# Work instructions:
Reproduce all of the data, making sure that no line differs from the original.

Saved data entries:

┌──

use std::cmp::Ordering;
use std::time::Duration;

use bon::Builder;
use chrono::NaiveDateTime;
use indexmap::IndexMap;
use serde::{Deserialize, Serialize};

/// 来源标识映射 (provider-key -> id)
pub type Identifiers = IndexMap<String, String>;

/// 元数据记录
///
/// 作者至少一位；在搜索模式下附带结果排名。
#[derive(Debug, Clone, PartialEq, Serialize, Deserialize)]
pub struct MetadataRecord {
    pub title: String,
    pub authors: Vec<String>,
    #[serde(default)]
    pub identifiers: Identifiers,
    /// HTML 片段
    #[serde(default)]
    pub comments: String,
    pub publisher: String,
    pub language: String,
    #[serde(default, skip_serializing_if = "Vec::is_empty")]
    pub tags: Vec<String>,
    pub url: String,
    #[serde(default, skip_serializing_if = "Option::is_none")]
    pub cover: Option<String>,
    #[serde(default, skip_serializing_if = "Option::is_none")]
    pub pubdate: Option<NaiveDateTime>,
    #[serde(default, skip_serializing_if = "Option::is_none")]
    pub search_result_index: Option<usize>,
}

impl MetadataRecord {
    pub fn identifier(&self, key: &str) -> Option<&str> {
        self.identifiers.get(key).map(String::as_str)
    }

    pub fn rank_key(&self) -> SearchResultRankKey {
        SearchResultRankKey::from(self)
    }
}

/// 搜索结果排序键
///
/// 索引越小越靠前；没有索引的记录视为 0。
#[derive(Debug, Clone, Copy, PartialEq, Eq, PartialOrd, Ord, Hash)]
pub struct SearchResultRankKey(usize);

impl SearchResultRankKey {
    pub fn index(self) -> usize {
        self.0
    }

    pub fn compare(a: &MetadataRecord, b: &MetadataRecord) -> Ordering {
        a.rank_key().cmp(&b.rank_key())
    }
}

impl From<&MetadataRecord> for SearchResultRankKey {
    fn from(record: &MetadataRecord) -> Self {
        Self(record.search_result_index.unwrap_or(0))
    }
}

/// 封面候选
#[derive(Debug, Clone, PartialEq, Eq)]
pub enum CoverCandidate {
    /// 由 id 推导的默认封面
    Default(String),
    /// 详情页上的自定义封面 (可能是作者空间低分辨率版本)
    Custom(String),
    None,
}

impl CoverCandidate {
    pub fn url(&self) -> Option<&str> {
        match self {
            CoverCandidate::Default(u) | CoverCandidate::Custom(u) => Some(u),
            CoverCandidate::None => None,
        }
    }
}

/// 查询条件
#[derive(Debug, Clone, Builder)]
pub struct LookupQuery {
    #[builder(into)]
    pub title: Option<String>,
    #[builder(default)]
    pub authors: Vec<String>,
    #[builder(default)]
    pub identifiers: Identifiers,
    /// 单次请求超时
    #[builder(default = Duration::from_secs(30))]
    pub timeout: Duration,
}
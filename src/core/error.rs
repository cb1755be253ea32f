//! 错误处理体系 (Error Handling System)
//!
//! 定义元数据源相关的错误类型、错误分级以及全局 Result 别名。

use reqwest::StatusCode;
use strum::Display;
use thiserror::Error;

/// 错误分级
///
/// 决定日志级别：`SoftMiss` 只记录信息，其余一律按错误记录。
/// 无论哪一级，都只终止当前分支，不会抛出到入口之外。
#[derive(Debug, Clone, Copy, PartialEq, Eq, Display)]
pub enum ErrorKind {
    /// 网络、超时、HTTP 状态错误
    Transport,
    /// 字节流无法构建为文档树
    Parse,
    /// 必需节点缺失 (标题、作者、搜索结果横幅等)
    Extraction,
    /// 可接受的缺失 (标签、日期、自定义封面、无法识别的结果链接)
    SoftMiss,
    /// 配置加载失败
    Config,
}

/// 全局错误定义
#[derive(Error, Debug)]
pub enum SourceError {
    #[error("Network error: {0}")]
    Network(#[from] reqwest::Error),

    #[error("HTTP {status} from {url}")]
    Status { status: StatusCode, url: String },

    #[error("Parsing error: {0}")]
    Parse(String),

    #[error("Extraction error: {0}")]
    Extraction(String),

    #[error("Not found: {0}")]
    Miss(String),

    #[error("Configuration error: {0}")]
    Config(#[from] config::ConfigError),

    #[error("IO error: {0}")]
    Io(#[from] std::io::Error),
}

/// 全局 Result 别名
pub type Result<T> = std::result::Result<T, SourceError>;

impl SourceError {
    pub fn kind(&self) -> ErrorKind {
        match self {
            SourceError::Network(_) | SourceError::Status { .. } | SourceError::Io(_) => {
                ErrorKind::Transport
            }
            SourceError::Parse(_) => ErrorKind::Parse,
            SourceError::Extraction(_) => ErrorKind::Extraction,
            SourceError::Miss(_) => ErrorKind::SoftMiss,
            SourceError::Config(_) => ErrorKind::Config,
        }
    }

    /// 按错误分级写日志
    pub fn report(&self, context: &str) {
        match self.kind() {
            ErrorKind::SoftMiss => tracing::info!("{}: {}", context, self),
            kind => tracing::error!(kind = %kind, "{}: {}", context, self),
        }
    }
}

#[cfg(test)]
mod tests {
    use super::*;

    #[test]
    fn classifies_by_taxonomy() {
        assert_eq!(SourceError::Parse("x".into()).kind(), ErrorKind::Parse);
        assert_eq!(
            SourceError::Extraction("title".into()).kind(),
            ErrorKind::Extraction
        );
        assert_eq!(SourceError::Miss("tags".into()).kind(), ErrorKind::SoftMiss);
        let status = SourceError::Status {
            status: StatusCode::FORBIDDEN,
            url: "https://www.jjwxc.net/".into(),
        };
        assert_eq!(status.kind(), ErrorKind::Transport);
    }

    #[test]
    fn kind_display_names() {
        assert_eq!(ErrorKind::SoftMiss.to_string(), "SoftMiss");
        assert_eq!(ErrorKind::Transport.to_string(), "Transport");
    }
}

└──

# Result of this exercise:
use std::cmp::Ordering;
use std::time::Duration;

use bon::Builder;
use chrono::NaiveDateTime;
use indexmap::IndexMap;
use serde::{Deserialize, Serialize};

/// 来源标识映射 (provider-key -> id)
pub type Identifiers = IndexMap<String, String>;

/// 元数据记录
///
/// 作者至少一位；在搜索模式下附带结果排名。
#[derive(Debug, Clone, PartialEq, Serialize, Deserialize)]
pub struct MetadataRecord {
    pub title: String,
    pub authors: Vec<String>,
    #[serde(default)]
    pub identifiers: Identifiers,
    /// HTML 片段
    #[serde(default)]
    pub comments: String,
    pub publisher: String,
    pub language: String,
    #[serde(default, skip_serializing_if = "Vec::is_empty")]
    pub tags: Vec<String>,
    pub url: String,
    #[serde(default, skip_serializing_if = "Option::is_none")]
    pub cover: Option<String>,
    #[serde(default, skip_serializing_if = "Option::is_none")]
    pub pubdate: Option<NaiveDateTime>,
    #[serde(default, skip_serializing_if = "Option::is_none")]
    pub search_result_index: Option<usize>,
}

impl MetadataRecord {
    pub fn identifier(&self, key: &str) -> Option<&str> {
        self.identifiers.get(key).map(String::as_str)
    }

    pub fn rank_key(&self) -> SearchResultRankKey {
        SearchResultRankKey::from(self)
    }
}

/// 搜索结果排序键
///
/// 索引越小越靠前；没有索引的记录视为 0。
#[derive(Debug, Clone, Copy, PartialEq, Eq, PartialOrd, Ord, Hash)]
pub struct SearchResultRankKey(usize);

impl SearchResultRankKey {
    pub fn index(self) -> usize {
        self.0
    }

    pub fn compare(a: &MetadataRecord, b: &MetadataRecord) -> Ordering {
        a.rank_key().cmp(&b.rank_key())
    }
}

impl From<&MetadataRecord> for SearchResultRankKey {
    fn from(record: &MetadataRecord) -> Self {
        Self(record.search_result_index.unwrap_or(0))
    }
}

/// 封面候选
#[derive(Debug, Clone, PartialEq, Eq)]
pub enum CoverCandidate {
    /// 由 id 推导的默认封面
    Default(String),
    /// 详情页上的自定义封面 (可能是作者空间低分辨率版本)
    Custom(String),
    None,
}

impl CoverCandidate {
    pub fn url(&self) -> Option<&str> {
        match self {
            CoverCandidate::Default(u) | CoverCandidate::Custom(u) => Some(u),
            CoverCandidate::None => None,
        }
    }
}

/// 查询条件
#[derive(Debug, Clone, Builder)]
pub struct LookupQuery {
    #[builder(into)]
    pub title: Option<String>,
    #[builder(default)]
    pub authors: Vec<String>,
    #[builder(default)]
    pub identifiers: Identifiers,
    /// 单次请求超时
    #[builder(default = Duration::from_secs(30))]
    pub timeout: Duration,
}
filename src/core/error.rs
repository cb1755be253ea32f
//! 错误处理体系 (Error Handling System)
//!
//! 定义元数据源相关的错误类型、错误分级以及全局 Result 别名。

use reqwest::StatusCode;
use strum::Display;
use thiserror::Error;

/// 错误分级
///
/// 决定日志级别：`SoftMiss` 只记录信息，其余一律按错误记录。
/// 无论哪一级，都只终止当前分支，不会抛出到入口之外。
#[derive(Debug, Clone, Copy, PartialEq, Eq, Display)]
pub enum ErrorKind {
    /// 网络、超时、HTTP 状态错误
    Transport,
    /// 字节流无法构建为文档树
    Parse,
    /// 必需节点缺失 (标题、作者、搜索结果横幅等)
    Extraction,
    /// 可接受的缺失 (标签、日期、自定义封面、无法识别的结果链接)
    SoftMiss,
    /// 配置加载失败
    Config,
}

/// 全局错误定义
#[derive(Error, Debug)]
pub enum SourceError {
    #[error("Network error: {0}")]
    Network(#[from] reqwest::Error),

    #[error("HTTP {status} from {url}")]
    Status { status: StatusCode, url: String },

    #[error("Parsing error: {0}")]
    Parse(String),

    #[error("Extraction error: {0}")]
    Extraction(String),

    #[error("Not found: {0}")]
    Miss(String),

    #[error("Configuration error: {0}")]
    Config(#[from] config::ConfigError),

    #[error("IO error: {0}")]
    Io(#[from] std::io::Error),
}

/// 全局 Result 别名
pub type Result<T> = std::result::Result<T, SourceError>;

impl SourceError {
    pub fn kind(&self) -> ErrorKind {
        match self {
            SourceError::Network(_) | SourceError::Status { .. } | SourceError::Io(_) => {
                ErrorKind::Transport
            }
            SourceError::Parse(_) => ErrorKind::Parse,
            SourceError::Extraction(_) => ErrorKind::Extraction,
            SourceError::Miss(_) => ErrorKind::SoftMiss,
            SourceError::Config(_) => ErrorKind::Config,
        }
    }

    /// 按错误分级写日志
    pub fn report(&self, context: &str) {
        match self.kind() {
            ErrorKind::SoftMiss => tracing::info!("{}: {}", context, self),
            kind => tracing::error!(kind = %kind, "{}: {}", context, self),
        }
    }
}

#[cfg(test)]
mod tests {
    use super::*;

    #[test]
    fn classifies_by_taxonomy() {
        assert_eq!(SourceError::Parse("x".into()).kind(), ErrorKind::Parse);
        assert_eq!(
            SourceError::Extraction("title".into()).kind(),
            ErrorKind::Extraction
        );
        assert_eq!(SourceError::Miss("tags".into()).kind(), ErrorKind::SoftMiss);
        let status = SourceError::Status {
            status: StatusCode::FORBIDDEN,
            url: "https://www.jjwxc.net/".into(),
        };
        assert_eq!(status.kind(), ErrorKind::Transport);
    }

    #[test]
    fn kind_display_names() {
        assert_eq!(ErrorKind::SoftMiss.to_string(), "SoftMiss");
        assert_eq!(ErrorKind::Transport.to_string(), "Transport");
    }
}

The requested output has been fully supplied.